L’ItalVolley di Barbolini nel
weekend era impegnato in un collegiale in Liguria. Tre partite
giocate contro la Cina e sono arrivate due
sconfitte, un 3-1 (25-19; 27-25; 22-25; 30-28, nella partita di giovedì 24
maggio) e un 3-0 (25-22; 25-20; 25-16, nel match giocato oggi alle 10.30), e una vittoria per 3-1 (18-25; 25-16;
26-24; 25-15, nell’incontro di sabato 26 maggio).

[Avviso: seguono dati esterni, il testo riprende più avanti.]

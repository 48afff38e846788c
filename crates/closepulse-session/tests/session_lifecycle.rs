//! End-to-end session lifecycle across simulated restarts

#![allow(clippy::unwrap_used, clippy::expect_used)]

mod common;

use closepulse_core::{ActionOutcome, SessionSnapshot, SessionState};
use closepulse_session::{
    ErrorKind, FileStore, LOGIN_SUCCESS_MESSAGE, MemoryStore, PASSWORD_RESET_MESSAGE,
    SessionError,
};
use common::{DEMO_EMAIL, DEMO_PASSWORD, STORAGE_KEY, immediate_store, restarted};
use pretty_assertions::assert_eq;
use rstest::rstest;
use std::sync::Arc;
use tokio_test::assert_ok;

#[tokio::test]
async fn remembered_login_survives_restart() {
    let storage = MemoryStore::new();

    let first = restarted(&storage);
    first.restore().await;
    let session = assert_ok!(first.try_login(DEMO_EMAIL, DEMO_PASSWORD, true).await);
    drop(first);

    let second = restarted(&storage);
    let snapshot = second.restore().await;

    assert_eq!(snapshot, SessionSnapshot::authenticated(session));
}

#[tokio::test]
async fn unremembered_login_does_not_survive_restart() {
    let storage = MemoryStore::new();

    let first = restarted(&storage);
    first.restore().await;
    assert_ok!(first.try_login(DEMO_EMAIL, DEMO_PASSWORD, false).await);
    assert!(first.is_authenticated());

    let second = restarted(&storage);
    assert_eq!(second.restore().await, SessionSnapshot::anonymous());
}

#[tokio::test]
async fn logout_clears_slot_for_next_process() {
    let storage = MemoryStore::new();

    let first = restarted(&storage);
    assert_ok!(first.try_login(DEMO_EMAIL, DEMO_PASSWORD, true).await);
    first.logout().await;
    first.logout().await;
    assert_eq!(first.snapshot(), SessionSnapshot::anonymous());

    let second = restarted(&storage);
    assert_eq!(second.restore().await.state, SessionState::Anonymous);
    assert!(storage.raw(STORAGE_KEY).is_none());
}

#[rstest]
#[case::garbage("not json at all")]
#[case::wrong_shape(r#"["user-1"]"#)]
#[case::missing_field(r#"{"id":"user-1","name":"Demo User"}"#)]
#[case::empty_email(r#"{"id":"user-1","email":"","name":"Demo User"}"#)]
#[tokio::test]
async fn corrupt_slot_heals_to_anonymous(#[case] stored: &str) {
    let storage = MemoryStore::new();
    storage.insert_raw(STORAGE_KEY, stored);

    let store = restarted(&storage);
    let snapshot = store.restore().await;

    assert_eq!(snapshot, SessionSnapshot::anonymous());
    assert!(storage.raw(STORAGE_KEY).is_none());

    // Healed store still accepts a login
    assert_eq!(
        store.login(DEMO_EMAIL, DEMO_PASSWORD, false).await,
        ActionOutcome::succeeded(LOGIN_SUCCESS_MESSAGE)
    );
}

#[rstest]
#[case("", "x", ErrorKind::Validation)]
#[case("x", "", ErrorKind::Validation)]
#[case(DEMO_EMAIL, "wrongpass", ErrorKind::Authentication)]
#[case("someone@else.com", DEMO_PASSWORD, ErrorKind::Authentication)]
#[tokio::test]
async fn failed_login_leaves_session_unchanged(
    #[case] email: &str,
    #[case] password: &str,
    #[case] kind: ErrorKind,
) {
    let storage = MemoryStore::new();
    let store = restarted(&storage);
    store.restore().await;

    let err = store.try_login(email, password, true).await.unwrap_err();

    assert_eq!(err.kind(), kind);
    assert_eq!(store.snapshot(), SessionSnapshot::anonymous());
    assert!(storage.is_empty());
}

#[tokio::test]
async fn forgot_password_never_reveals_accounts() {
    let store = restarted(&MemoryStore::new());

    assert!(matches!(
        store.try_forgot_password("").await,
        Err(SessionError::MissingEmail)
    ));
    for email in [DEMO_EMAIL, "anything@x.com", "not-even-an-address"] {
        assert_eq!(
            assert_ok!(store.try_forgot_password(email).await),
            PASSWORD_RESET_MESSAGE
        );
    }
}

#[tokio::test]
async fn file_store_persists_between_processes() {
    let dir = tempfile::tempdir().unwrap();

    let first = immediate_store(Arc::new(FileStore::new(dir.path())));
    first.restore().await;
    let session = assert_ok!(first.try_login(DEMO_EMAIL, DEMO_PASSWORD, true).await);
    assert!(dir.path().join(format!("{STORAGE_KEY}.json")).exists());

    let second = immediate_store(Arc::new(FileStore::new(dir.path())));
    assert_eq!(second.restore().await.session, Some(session));

    second.logout().await;
    assert!(!dir.path().join(format!("{STORAGE_KEY}.json")).exists());
}

#[tokio::test]
async fn file_store_corrupt_file_is_removed() {
    let dir = tempfile::tempdir().unwrap();
    let path = dir.path().join(format!("{STORAGE_KEY}.json"));
    std::fs::write(&path, "{").unwrap();

    let store = immediate_store(Arc::new(FileStore::new(dir.path())));

    assert_eq!(store.restore().await.state, SessionState::Anonymous);
    assert!(!path.exists());
}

Le ragazze hanno provato nuovi
schemi tecnico-tattici e hanno tentato di raffinare l’affiatamento tra loro, visto che la Nazionale non si riuniva da sei
mesi, dopo il trionfo ottenuto in Coppa del Mondo (con annessa qualificazione
olimpica).
Nella prima serata il ct ha
sperimentato un attacco con tre schiacciatrici (Lucia
Bosetti, Francesca Piccinini e Valentina Arrighetti) che, nei pochi scambi
giocati, è parso funzionare a discreti livelli. Il tutto, però, è stato
vanificato dalla contrattura al polpaccio sinistro subita dalla maggiore delle
sorelle di Villa Cortese. A quel punto è entrata in campo Serena Ortolani, veterana della maglia azzurra, che ha messo la
freccia e segnato 17 punti. Una gran serata insieme alla Piccinini (top scorer
con 20 centri), al rientro in maglia azzurra dopo l’assenza nel successo di
ottobre. Sono loro due le certezze su cui fare affidamento per i prossimi
impegni e, soprattutto, per i giochi di Londra dove l’Italia punta a quel tanto
sospirato podio mai ottenuto.
Per
arrivare in alto, però, le azzurre dovranno mantenere la concentrazione e non
farsi prendere dai tanti passaggi a vuoto che hanno caratterizzato il loro
gioco in questi Edison test (e non solo), oltre che cancellare le pause nel
gioco che si sono evidenziate nella prima partita (avuti più per la mancanza
all’agonismo dopo un periodo di scarico che per reali lacune).
Importantissimo
il rientro di Jenny Barazza, tornata
a giocare a Modena dopo la maternità
e ora finalmente nel sestetto nazionale. Se riprenderà il feeling con la palla
che aveva in precedenza, sarà sicuramente l’asso nella manica per l’Italia.